### About this task
What is the number of lines in the data that hold the string "model"? Reply with that number only.

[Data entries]

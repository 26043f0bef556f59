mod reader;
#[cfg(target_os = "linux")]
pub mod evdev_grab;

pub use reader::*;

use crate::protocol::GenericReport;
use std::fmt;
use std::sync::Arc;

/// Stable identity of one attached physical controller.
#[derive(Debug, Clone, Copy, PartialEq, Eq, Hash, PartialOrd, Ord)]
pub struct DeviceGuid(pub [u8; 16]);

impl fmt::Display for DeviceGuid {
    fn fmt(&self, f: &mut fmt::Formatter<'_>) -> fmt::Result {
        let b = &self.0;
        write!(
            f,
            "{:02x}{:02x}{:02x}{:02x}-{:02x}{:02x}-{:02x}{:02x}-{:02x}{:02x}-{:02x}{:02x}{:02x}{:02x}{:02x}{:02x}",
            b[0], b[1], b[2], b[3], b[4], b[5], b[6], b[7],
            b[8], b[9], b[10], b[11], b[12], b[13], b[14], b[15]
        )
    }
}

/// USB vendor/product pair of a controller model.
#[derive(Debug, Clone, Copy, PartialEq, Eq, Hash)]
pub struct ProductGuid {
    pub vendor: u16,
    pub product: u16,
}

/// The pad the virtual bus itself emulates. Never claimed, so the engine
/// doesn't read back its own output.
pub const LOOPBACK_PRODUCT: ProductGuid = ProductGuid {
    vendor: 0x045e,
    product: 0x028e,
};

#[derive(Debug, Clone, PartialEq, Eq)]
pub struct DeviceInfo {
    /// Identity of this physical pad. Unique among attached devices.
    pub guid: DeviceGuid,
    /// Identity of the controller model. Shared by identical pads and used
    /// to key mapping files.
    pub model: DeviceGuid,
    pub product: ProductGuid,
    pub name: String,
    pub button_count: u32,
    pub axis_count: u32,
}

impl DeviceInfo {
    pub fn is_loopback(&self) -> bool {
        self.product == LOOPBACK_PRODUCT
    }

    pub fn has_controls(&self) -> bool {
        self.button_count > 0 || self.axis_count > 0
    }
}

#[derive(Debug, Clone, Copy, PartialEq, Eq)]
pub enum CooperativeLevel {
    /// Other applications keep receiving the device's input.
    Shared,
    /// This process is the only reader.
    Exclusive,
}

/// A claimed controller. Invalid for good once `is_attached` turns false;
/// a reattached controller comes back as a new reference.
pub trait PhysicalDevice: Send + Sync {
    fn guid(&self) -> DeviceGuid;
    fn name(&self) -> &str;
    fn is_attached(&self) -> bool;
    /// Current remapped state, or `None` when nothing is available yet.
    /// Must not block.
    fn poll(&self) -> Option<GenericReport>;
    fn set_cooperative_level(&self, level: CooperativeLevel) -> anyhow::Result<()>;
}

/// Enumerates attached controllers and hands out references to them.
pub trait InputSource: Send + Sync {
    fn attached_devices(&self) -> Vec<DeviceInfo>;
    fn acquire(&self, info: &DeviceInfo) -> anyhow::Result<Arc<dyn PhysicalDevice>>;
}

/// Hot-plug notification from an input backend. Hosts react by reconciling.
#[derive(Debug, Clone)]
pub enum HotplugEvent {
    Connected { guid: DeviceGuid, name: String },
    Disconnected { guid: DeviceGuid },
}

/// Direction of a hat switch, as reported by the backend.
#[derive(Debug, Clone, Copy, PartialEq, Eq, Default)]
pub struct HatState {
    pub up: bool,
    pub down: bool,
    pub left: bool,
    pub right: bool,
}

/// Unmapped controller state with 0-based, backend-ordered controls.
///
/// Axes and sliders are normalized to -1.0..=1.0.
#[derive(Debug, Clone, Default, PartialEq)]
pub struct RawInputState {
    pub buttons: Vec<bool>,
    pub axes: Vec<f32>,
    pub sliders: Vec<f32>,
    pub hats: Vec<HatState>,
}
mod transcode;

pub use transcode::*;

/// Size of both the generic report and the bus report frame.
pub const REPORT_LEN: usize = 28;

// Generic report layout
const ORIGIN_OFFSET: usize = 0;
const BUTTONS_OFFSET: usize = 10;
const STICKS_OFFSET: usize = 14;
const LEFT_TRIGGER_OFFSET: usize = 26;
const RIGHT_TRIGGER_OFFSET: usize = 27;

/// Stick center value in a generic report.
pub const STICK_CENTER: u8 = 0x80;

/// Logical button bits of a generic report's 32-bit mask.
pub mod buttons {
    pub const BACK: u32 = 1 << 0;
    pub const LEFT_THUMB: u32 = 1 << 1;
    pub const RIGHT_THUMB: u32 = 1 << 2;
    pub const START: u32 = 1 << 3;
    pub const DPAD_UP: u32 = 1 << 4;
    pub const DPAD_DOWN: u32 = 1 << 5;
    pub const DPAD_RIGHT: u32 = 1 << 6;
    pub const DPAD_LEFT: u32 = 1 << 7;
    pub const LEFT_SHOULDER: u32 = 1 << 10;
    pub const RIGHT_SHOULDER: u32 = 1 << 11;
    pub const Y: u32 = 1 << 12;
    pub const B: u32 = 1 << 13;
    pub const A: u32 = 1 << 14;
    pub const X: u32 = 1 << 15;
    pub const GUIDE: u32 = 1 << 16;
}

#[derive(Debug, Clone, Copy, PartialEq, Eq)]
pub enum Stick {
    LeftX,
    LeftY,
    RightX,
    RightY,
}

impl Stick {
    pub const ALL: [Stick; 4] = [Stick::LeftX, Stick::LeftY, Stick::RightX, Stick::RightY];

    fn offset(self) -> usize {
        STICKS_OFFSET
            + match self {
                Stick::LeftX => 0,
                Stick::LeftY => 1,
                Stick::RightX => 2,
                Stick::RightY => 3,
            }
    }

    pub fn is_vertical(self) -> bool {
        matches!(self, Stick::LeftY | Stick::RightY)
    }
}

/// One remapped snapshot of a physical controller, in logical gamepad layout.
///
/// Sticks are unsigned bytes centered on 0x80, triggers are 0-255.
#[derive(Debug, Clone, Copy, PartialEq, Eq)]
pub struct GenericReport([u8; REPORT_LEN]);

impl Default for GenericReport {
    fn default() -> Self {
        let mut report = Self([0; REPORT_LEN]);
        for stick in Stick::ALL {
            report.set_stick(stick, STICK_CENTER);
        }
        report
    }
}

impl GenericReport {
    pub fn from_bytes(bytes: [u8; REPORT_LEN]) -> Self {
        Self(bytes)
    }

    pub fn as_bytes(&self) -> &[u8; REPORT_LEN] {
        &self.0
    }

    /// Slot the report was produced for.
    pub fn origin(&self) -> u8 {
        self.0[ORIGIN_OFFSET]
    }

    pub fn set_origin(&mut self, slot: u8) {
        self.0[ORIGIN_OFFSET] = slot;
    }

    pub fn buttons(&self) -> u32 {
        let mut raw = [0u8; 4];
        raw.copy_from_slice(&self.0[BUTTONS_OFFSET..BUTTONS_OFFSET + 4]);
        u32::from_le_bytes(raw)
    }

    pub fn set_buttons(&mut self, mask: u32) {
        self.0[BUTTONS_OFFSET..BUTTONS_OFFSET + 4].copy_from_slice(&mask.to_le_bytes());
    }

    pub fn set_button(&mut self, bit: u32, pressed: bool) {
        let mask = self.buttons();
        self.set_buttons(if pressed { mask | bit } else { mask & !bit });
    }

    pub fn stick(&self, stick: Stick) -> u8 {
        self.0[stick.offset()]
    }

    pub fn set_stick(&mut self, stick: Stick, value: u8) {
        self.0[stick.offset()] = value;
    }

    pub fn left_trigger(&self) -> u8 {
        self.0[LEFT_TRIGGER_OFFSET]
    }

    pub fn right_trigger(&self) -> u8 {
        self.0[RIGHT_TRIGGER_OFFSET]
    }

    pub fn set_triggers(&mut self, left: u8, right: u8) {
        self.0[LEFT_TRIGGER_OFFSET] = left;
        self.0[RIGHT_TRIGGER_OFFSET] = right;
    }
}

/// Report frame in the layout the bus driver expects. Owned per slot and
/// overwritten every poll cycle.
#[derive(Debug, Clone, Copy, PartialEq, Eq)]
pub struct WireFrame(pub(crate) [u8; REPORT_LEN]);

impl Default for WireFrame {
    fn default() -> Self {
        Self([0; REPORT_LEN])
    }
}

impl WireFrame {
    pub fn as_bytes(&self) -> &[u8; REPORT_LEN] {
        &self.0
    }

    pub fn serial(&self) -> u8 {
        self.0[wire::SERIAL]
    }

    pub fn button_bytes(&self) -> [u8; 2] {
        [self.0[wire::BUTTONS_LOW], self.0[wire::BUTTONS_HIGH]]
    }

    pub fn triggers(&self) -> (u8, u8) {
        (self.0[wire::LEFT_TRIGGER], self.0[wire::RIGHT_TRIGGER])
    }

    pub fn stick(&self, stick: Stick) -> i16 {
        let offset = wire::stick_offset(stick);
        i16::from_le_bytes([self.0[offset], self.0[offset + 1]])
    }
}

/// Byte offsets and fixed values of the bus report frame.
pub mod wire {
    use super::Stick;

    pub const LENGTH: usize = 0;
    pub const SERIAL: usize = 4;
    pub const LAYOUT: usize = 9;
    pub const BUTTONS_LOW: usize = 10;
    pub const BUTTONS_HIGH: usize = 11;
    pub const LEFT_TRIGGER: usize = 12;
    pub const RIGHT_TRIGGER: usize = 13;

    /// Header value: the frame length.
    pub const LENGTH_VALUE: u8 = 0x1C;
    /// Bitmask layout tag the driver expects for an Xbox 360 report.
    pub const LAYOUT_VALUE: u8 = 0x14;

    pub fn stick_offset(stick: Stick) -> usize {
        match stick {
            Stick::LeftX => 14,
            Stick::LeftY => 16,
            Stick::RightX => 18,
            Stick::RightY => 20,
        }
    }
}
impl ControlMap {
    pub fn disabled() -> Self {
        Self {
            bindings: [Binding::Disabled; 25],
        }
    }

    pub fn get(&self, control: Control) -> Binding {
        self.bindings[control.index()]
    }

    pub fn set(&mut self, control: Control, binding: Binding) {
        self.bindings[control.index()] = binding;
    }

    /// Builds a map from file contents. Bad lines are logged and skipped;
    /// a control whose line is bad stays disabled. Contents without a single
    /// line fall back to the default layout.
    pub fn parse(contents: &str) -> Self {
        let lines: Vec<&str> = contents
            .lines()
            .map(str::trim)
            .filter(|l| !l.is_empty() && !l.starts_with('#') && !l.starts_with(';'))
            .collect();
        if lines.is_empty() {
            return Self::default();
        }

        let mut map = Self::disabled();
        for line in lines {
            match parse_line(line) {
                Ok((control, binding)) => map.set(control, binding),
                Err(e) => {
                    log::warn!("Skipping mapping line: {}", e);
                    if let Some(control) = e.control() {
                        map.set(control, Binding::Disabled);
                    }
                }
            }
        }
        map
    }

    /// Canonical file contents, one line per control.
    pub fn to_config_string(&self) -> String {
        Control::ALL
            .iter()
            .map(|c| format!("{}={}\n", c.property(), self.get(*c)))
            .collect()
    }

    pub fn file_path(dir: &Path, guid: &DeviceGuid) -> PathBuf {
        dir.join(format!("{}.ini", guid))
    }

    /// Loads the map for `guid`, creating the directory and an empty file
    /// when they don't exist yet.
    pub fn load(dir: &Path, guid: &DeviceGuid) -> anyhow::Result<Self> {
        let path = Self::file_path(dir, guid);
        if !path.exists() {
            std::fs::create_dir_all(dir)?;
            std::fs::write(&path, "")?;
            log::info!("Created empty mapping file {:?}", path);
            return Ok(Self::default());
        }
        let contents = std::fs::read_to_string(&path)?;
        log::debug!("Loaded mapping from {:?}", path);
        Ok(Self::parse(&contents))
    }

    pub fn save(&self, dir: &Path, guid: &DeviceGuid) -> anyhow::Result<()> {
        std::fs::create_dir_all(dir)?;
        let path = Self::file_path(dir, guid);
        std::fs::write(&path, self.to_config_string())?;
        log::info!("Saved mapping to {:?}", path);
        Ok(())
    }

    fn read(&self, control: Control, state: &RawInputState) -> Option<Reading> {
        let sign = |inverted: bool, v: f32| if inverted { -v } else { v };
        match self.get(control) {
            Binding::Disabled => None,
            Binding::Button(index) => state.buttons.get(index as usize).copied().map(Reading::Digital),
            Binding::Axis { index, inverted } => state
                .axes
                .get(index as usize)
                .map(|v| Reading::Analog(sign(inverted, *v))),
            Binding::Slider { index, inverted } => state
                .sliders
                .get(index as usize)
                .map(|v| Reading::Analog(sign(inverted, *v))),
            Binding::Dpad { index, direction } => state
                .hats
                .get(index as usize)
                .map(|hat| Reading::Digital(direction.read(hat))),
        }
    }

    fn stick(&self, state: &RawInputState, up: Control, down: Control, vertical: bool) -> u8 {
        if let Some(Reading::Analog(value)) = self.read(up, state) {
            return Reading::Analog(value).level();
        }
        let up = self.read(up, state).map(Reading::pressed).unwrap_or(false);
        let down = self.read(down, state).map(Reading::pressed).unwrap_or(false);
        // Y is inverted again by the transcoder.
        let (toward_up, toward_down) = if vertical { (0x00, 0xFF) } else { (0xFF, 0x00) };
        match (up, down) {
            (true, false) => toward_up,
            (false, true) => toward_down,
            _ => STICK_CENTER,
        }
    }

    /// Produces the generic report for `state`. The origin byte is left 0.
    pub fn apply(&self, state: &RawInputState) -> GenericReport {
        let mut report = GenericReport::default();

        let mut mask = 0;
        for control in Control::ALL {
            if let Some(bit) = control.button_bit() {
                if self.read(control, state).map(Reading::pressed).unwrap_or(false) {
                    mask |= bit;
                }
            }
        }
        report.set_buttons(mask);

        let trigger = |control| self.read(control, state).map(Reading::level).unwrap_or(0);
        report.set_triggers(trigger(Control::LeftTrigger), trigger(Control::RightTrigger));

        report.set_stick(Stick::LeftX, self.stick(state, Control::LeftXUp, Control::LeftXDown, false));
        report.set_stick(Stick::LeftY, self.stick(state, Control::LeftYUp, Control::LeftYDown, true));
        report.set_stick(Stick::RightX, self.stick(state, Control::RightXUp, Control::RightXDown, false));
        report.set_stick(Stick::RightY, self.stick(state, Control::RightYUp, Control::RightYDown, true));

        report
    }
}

### Your solution
3